In collaboration with the University of Sydney, Microsoft has built a cryogenic quantum controller chip – Gooseberry for controlling thousands of qubits. They placed the whole control structure near the qubits themselves in a near absolute-zero environment, which is a first in the field. Their work was featured in the prestigious journal Nature Electronics.

Quantum computing is in its infancy right now, comparable to the early days of computers. They promise a considerable deal of computing power and an entirely novel set of algorithms to solve some of the most troubling problems in the computing history of cryptography, chemistry, weather forecasting, and many more. The basic computing unit in them, the qubits, can encode much more information via superposition of 0 and 1, have a terrible reputation of reacting to any perturbations. But, information is still encoded and read from the qubits via electrical signals. It becomes a matter of delicacy to manipulate the qubits, which call for a controlling chip to reduce the error margins in information handling.

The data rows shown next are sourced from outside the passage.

fn binary<C: CpuCore + ?Sized>(cpu: &mut C, is: &InstSet, f: impl Fn(i32, i32) -> i32) -> bool {
    let dst = cpu.find_modified_register(REG_BX, is);
    cpu.set_reg(dst, f(cpu.reg(REG_BX), cpu.reg(REG_CX)));
    true
}

/// Copy from the read head to the write head and advance both.
pub fn head_copy<C: CpuCore + ?Sized>(cpu: &mut C, org: &mut OrgState, ctx: &mut ExecContext<'_>) -> bool {
    cpu.adjust_head(HEAD_READ);
    cpu.adjust_head(HEAD_WRITE);
    let Some(inst) = cpu.inst_at(cpu.head(HEAD_READ)) else {
        return false;
    };
    cpu.read_inst(inst, ctx.inst_set);
    if !cpu.write_copied(cpu.head(HEAD_WRITE), inst, org, ctx) {
        return false;
    }
    cpu.advance_head(HEAD_READ);
    cpu.advance_head(HEAD_WRITE);
    true
}

/// Shared body of jump-f, jump-b and call.
fn jump_to_label<C: CpuCore + ?Sized>(cpu: &mut C, org: &mut OrgState, ctx: &mut ExecContext<'_>, direction: i32) -> bool {
    let cfg = ctx.config;
    cpu.read_label(ctx.inst_set, cfg.max_label_size, cfg.max_label_exe_size);
    cpu.thread_mut().next_label.rotate(1, NUM_NOPS);
    if cpu.thread().next_label.is_empty() {
        cpu.jump_head(HEAD_IP, cpu.reg(REG_BX));
        return true;
    }
    match cpu.find_label(direction, ctx.inst_set) {
        Some(found) => {
            cpu.move_head(HEAD_IP, found);
            true
        }
        None => {
            let name = if direction < 0 { "jump-b" } else { "jump-f" };
            org.fault(FaultLocation::Label, FaultKind::Error, format!("{}: No complement label", name));
            false
        }
    }
}

#[cfg(test)]
mod tests {
    use super::*;
    use crate::inst_lib::HardwareKind;

    fn set() -> InstSet {
        InstSet::default_for(HardwareKind::Cpu)
    }

    fn seq(set: &InstSet, names: &[&str]) -> Sequence {
        Sequence::from_insts(names.iter().map(|n| set.inst_by_name(n).unwrap()).collect())
    }

    #[test]
    fn test_stack_ring() {
        let mut s = CpuStack::new();
        s.push(1);
        s.push(2);
        assert_eq!(s.top(), 2);
        assert_eq!(s.pop(), 2);
        assert_eq!(s.pop(), 1);
        assert_eq!(s.pop(), 0);
        for v in 0..12 {
            s.push(v);
        }
        // Only the last ten survive.
        assert_eq!(s.values().collect::<Vec<_>>(), vec![11, 10, 9, 8, 7, 6, 5, 4, 3, 2]);
    }

    #[test]
    fn test_stack_flip() {
        let mut s = CpuStack::new();
        s.push(1);
        s.push(2);
        s.flip();
        let values: Vec<i32> = s.values().collect();
        // The old top is now at the bottom.
        assert_eq!(&values[STACK_SIZE - 2..], &[1, 2]);
        assert_eq!(s.top(), 0);
    }

    #[test]
    fn test_find_label_forward() {
        let set = set();
        // [nop-A nop-B] inc inc [nop-C nop-A] dec
        let mem = seq(&set, &["nop-A", "nop-B", "inc", "inc", "nop-B", "nop-C", "nop-A", "dec"]);
        let label = Label::from_nops(&[2, 0]);
        assert_eq!(find_label_forward(&label, &mem, &set, 0), Some(7));
        let missing = Label::from_nops(&[1, 1]);
        assert_eq!(find_label_forward(&missing, &mem, &set, 0), None);
    }

    #[test]
    fn test_find_label_forward_skips_own_template() {
        let set = set();
        let mem = seq(&set, &["nop-C", "nop-A", "inc", "nop-C", "nop-A"]);
        let label = Label::from_nops(&[2, 0]);
        // Searching from the template itself must find the later copy.
        assert_eq!(find_label_forward(&label, &mem, &set, 0), Some(5));
    }

    #[test]
    fn test_find_label_backward() {
        let set = set();
        let mem = seq(&set, &["inc", "nop-B", "nop-B", "dec", "inc", "jmp-head", "nop-A", "nop-A"]);
        let label = Label::from_nops(&[1, 1]);
        // Searching instruction at 5 with a two-nop label.
        assert_eq!(find_label_backward(&label, &mem, &set, 5 - 2), Some(3));
        assert_eq!(find_label_backward(&Label::from_nops(&[2]), &mem, &set, 4), None);
    }

    #[test]
    fn test_thread_status() {
        let mut t = Thread::new(0);
        t.regs = [1, 2, 3];
        t.heads[HEAD_WRITE].pos = 7;
        let s = t.status();
        assert!(s.starts_with("AX:1 BX:2 CX:3"));
        assert!(s.contains("W:7@0"));
    }

    #[test]
    fn test_positive_mod() {
        assert_eq!(positive_mod(-1, 26), 25);
        assert_eq!(positive_mod(27, 26), 1);
        assert_eq!(positive_mod(5, 0), 0);
    }
}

Also Read: IBM And Daimler Simulates Materials With Fewer Qubits

It is a common practice in the quantum industry to place the controlling structures away from qubits to safeguard the information stored in qubits from electronic noise. The Microsoft researchers designed their chip interface to allow the control chip to be with the qubits themselves. Instead of packing a rack of room-temperature electronics to generate electrical pulses for qubits placed in 0.3 Kelvin refrigerators, the Gooseberry quantum chip is placed in the refrigerator with the qubits. This arrangement results in a tightly regulated and stable environment.

The Microsoft researchers have also built a cryogenic compute core that operates in much warmer temperatures and computes the classical calculations that are essential for determining the instructions for Gooseberry quantum chip. The chip then feeds the electrical signals to the qubits directly. Having the room to generate more heat and achieve more computations, the core enables general computing like any other CPU.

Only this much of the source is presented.